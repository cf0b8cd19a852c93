//! Sliding window of decoded frames over a [`VideoReader`].
//!
//! Decodes ahead and drops behind, windowed explicitly rather than via a
//! background lookahead cache, since the identification pipeline needs
//! deterministic, rewindable access to a fixed span of frames at a time.

use vidid_core::frame::{FrameBuffer, PixelFormat};

use crate::error::{MediaError, Result};
use crate::reader::VideoReader;

/// Converts a decoded RGBA8 [`FrameBuffer`] back to a packed RGB24 byte
/// buffer suitable for [`crate::writer::VideoWriter::append_frame`]. The
/// inverse of the implicit conversion `FrameWindow` applies on decode.
pub fn frame_buffer_to_rgb24(frame: &FrameBuffer) -> Vec<u8> {
    let mut out = vec![0u8; frame.width as usize * frame.height as usize * 3];
    let plane = frame.primary_plane();
    for y in 0..frame.height {
        let row = plane.row(y);
        for x in 0..frame.width {
            let s = (x * 4) as usize;
            let d = (y as usize * frame.width as usize + x as usize) * 3;
            out[d] = row[s];
            out[d + 1] = row[s + 1];
            out[d + 2] = row[s + 2];
        }
    }
    out
}

fn rgb24_to_frame_buffer(rgb: &[u8], width: u32, height: u32) -> FrameBuffer {
    let mut out = FrameBuffer::new(width, height, PixelFormat::Rgba8);
    let plane = out.primary_plane_mut();
    for y in 0..height {
        let row = plane.row_mut(y);
        for x in 0..width {
            let s = (x * 3) as usize;
            let d = (x * 4) as usize;
            row[d] = rgb[(y as usize) * (width as usize) * 3 + s];
            row[d + 1] = rgb[(y as usize) * (width as usize) * 3 + s + 1];
            row[d + 2] = rgb[(y as usize) * (width as usize) * 3 + s + 2];
            row[d + 3] = 255;
        }
    }
    out
}

/// Holds up to `size` decoded frames from a [`VideoReader`], with at most
/// `size - overlap` new frames read per [`FrameWindow::next`] call.
pub struct FrameWindow<'r> {
    reader: &'r mut VideoReader,
    size: usize,
    overlap: usize,
    frames: Vec<FrameBuffer>,
    start: i64,
    end: i64,
    next_read: i64,
    exhausted: bool,
}

impl<'r> FrameWindow<'r> {
    pub fn new(reader: &'r mut VideoReader, size: usize, overlap: usize) -> Result<Self> {
        if size == 0 {
            return Err(MediaError::InvalidArgument(
                "frame window size must be non-zero".into(),
            ));
        }
        if overlap >= size {
            return Err(MediaError::InvalidArgument(format!(
                "overlap ({overlap}) must be less than size ({size})"
            )));
        }
        Ok(FrameWindow {
            reader,
            size,
            overlap,
            frames: Vec::new(),
            start: -1,
            end: -1,
            next_read: 0,
            exhausted: false,
        })
    }

    /// The recommended window size for a video of `(width, height)`,
    /// targeting the default 1 GiB raw-image RAM budget.
    pub fn recommended_size(width: u32, height: u32, nframes: i64) -> usize {
        let recommended = vidid_core::memory_budget::recommended_window_size(width, height);
        recommended.min(nframes.max(1) as usize)
    }

    /// `(start, end)` absolute frame indices (inclusive) of the current
    /// window, or `(-1, -1)` before the first `next()`.
    pub fn get_buffer_range(&self) -> (i64, i64) {
        (self.start, self.end)
    }

    pub fn frames(&self) -> &[FrameBuffer] {
        &self.frames
    }

    pub fn frame(&self, absolute_index: i64) -> Option<&FrameBuffer> {
        if absolute_index < self.start || absolute_index > self.end {
            return None;
        }
        self.frames.get((absolute_index - self.start) as usize)
    }

    /// Advances the window: reads up to `size - overlap` new frames
    /// (or `size` on the very first call), dropping the oldest frames that
    /// fall out of the retained overlap. Returns `false` once the stream is
    /// exhausted and there is nothing left to read.
    pub fn next(&mut self) -> Result<bool> {
        if self.exhausted && self.frames.is_empty() {
            return Ok(false);
        }

        let keep = if self.start < 0 {
            0
        } else {
            self.overlap.min(self.frames.len())
        };
        if keep < self.frames.len() {
            self.frames.drain(0..self.frames.len() - keep);
        }

        let to_read = self.size - keep;
        let mut read_any = false;
        for _ in 0..to_read {
            match self.reader.read_frame()? {
                Some(decoded) => {
                    self.frames.push(rgb24_to_frame_buffer(
                        &decoded.rgb,
                        self.reader.width(),
                        self.reader.height(),
                    ));
                    self.next_read = decoded.frame_number + 1;
                    read_any = true;
                }
                None => {
                    self.exhausted = true;
                    break;
                }
            }
        }

        if self.frames.is_empty() {
            self.start = -1;
            self.end = -1;
            return Ok(false);
        }

        self.end = self.next_read - 1;
        self.start = self.end - self.frames.len() as i64 + 1;
        Ok(read_any || keep > 0)
    }

    /// Invalidates the current window and sets the next read position to
    /// absolute frame `f`. Must not be called while frames from the current
    /// window are still referenced elsewhere.
    pub fn seek_buffer(&mut self, f: i64) -> Result<()> {
        self.reader.seek_to_frame(f)?;
        self.frames.clear();
        self.start = -1;
        self.end = -1;
        self.next_read = f;
        self.exhausted = false;
        Ok(())
    }
}
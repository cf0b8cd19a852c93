//! vidid-vision - identity recognition primitives.
//!
//! Provides the per-identity gallery ([`gallery::ImagesSimilarity`]) the
//! orchestrator queries and mutates across its three passes, built over a
//! pluggable [`recognizer::RecognizerBackend`]: a deterministic CPU heuristic
//! by default, an ONNX face-embedding model behind the `onnx` feature.

pub mod error;
pub mod gallery;
pub mod model_manager;
pub mod recognizer;
#[cfg(feature = "onnx")]
pub mod session;

pub use error::{Result, VisionError};
pub use gallery::{coords_similarity, IdentityRecord, ImagesSimilarity};
pub use model_manager::{ModelId, ModelManager, ModelSpec};
pub use recognizer::{cosine_similarity, HeuristicRecognizer, RecognizerBackend};

#[cfg(feature = "onnx")]
pub use recognizer::OnnxRecognizer;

━━━

> **Exercise**
Begin at the line that has "with at most" in the entries above; stop after the line that has "pub fn recommended_size(width: u32, height: u32, nframes: i64)". Transcribe exactly those lines and no others.

> **Task answer**
/// Holds up to `size` decoded frames from a [`VideoReader`], with at most
/// `size - overlap` new frames read per [`FrameWindow::next`] call.
pub struct FrameWindow<'r> {
    reader: &'r mut VideoReader,
    size: usize,
    overlap: usize,
    frames: Vec<FrameBuffer>,
    start: i64,
    end: i64,
    next_read: i64,
    exhausted: bool,
}

impl<'r> FrameWindow<'r> {
    pub fn new(reader: &'r mut VideoReader, size: usize, overlap: usize) -> Result<Self> {
        if size == 0 {
            return Err(MediaError::InvalidArgument(
                "frame window size must be non-zero".into(),
            ));
        }
        if overlap >= size {
            return Err(MediaError::InvalidArgument(format!(
                "overlap ({overlap}) must be less than size ({size})"
            )));
        }
        Ok(FrameWindow {
            reader,
            size,
            overlap,
            frames: Vec::new(),
            start: -1,
            end: -1,
            next_read: 0,
            exhausted: false,
        })
    }

    /// The recommended window size for a video of `(width, height)`,
    /// targeting the default 1 GiB raw-image RAM budget.
    pub fn recommended_size(width: u32, height: u32, nframes: i64) -> usize {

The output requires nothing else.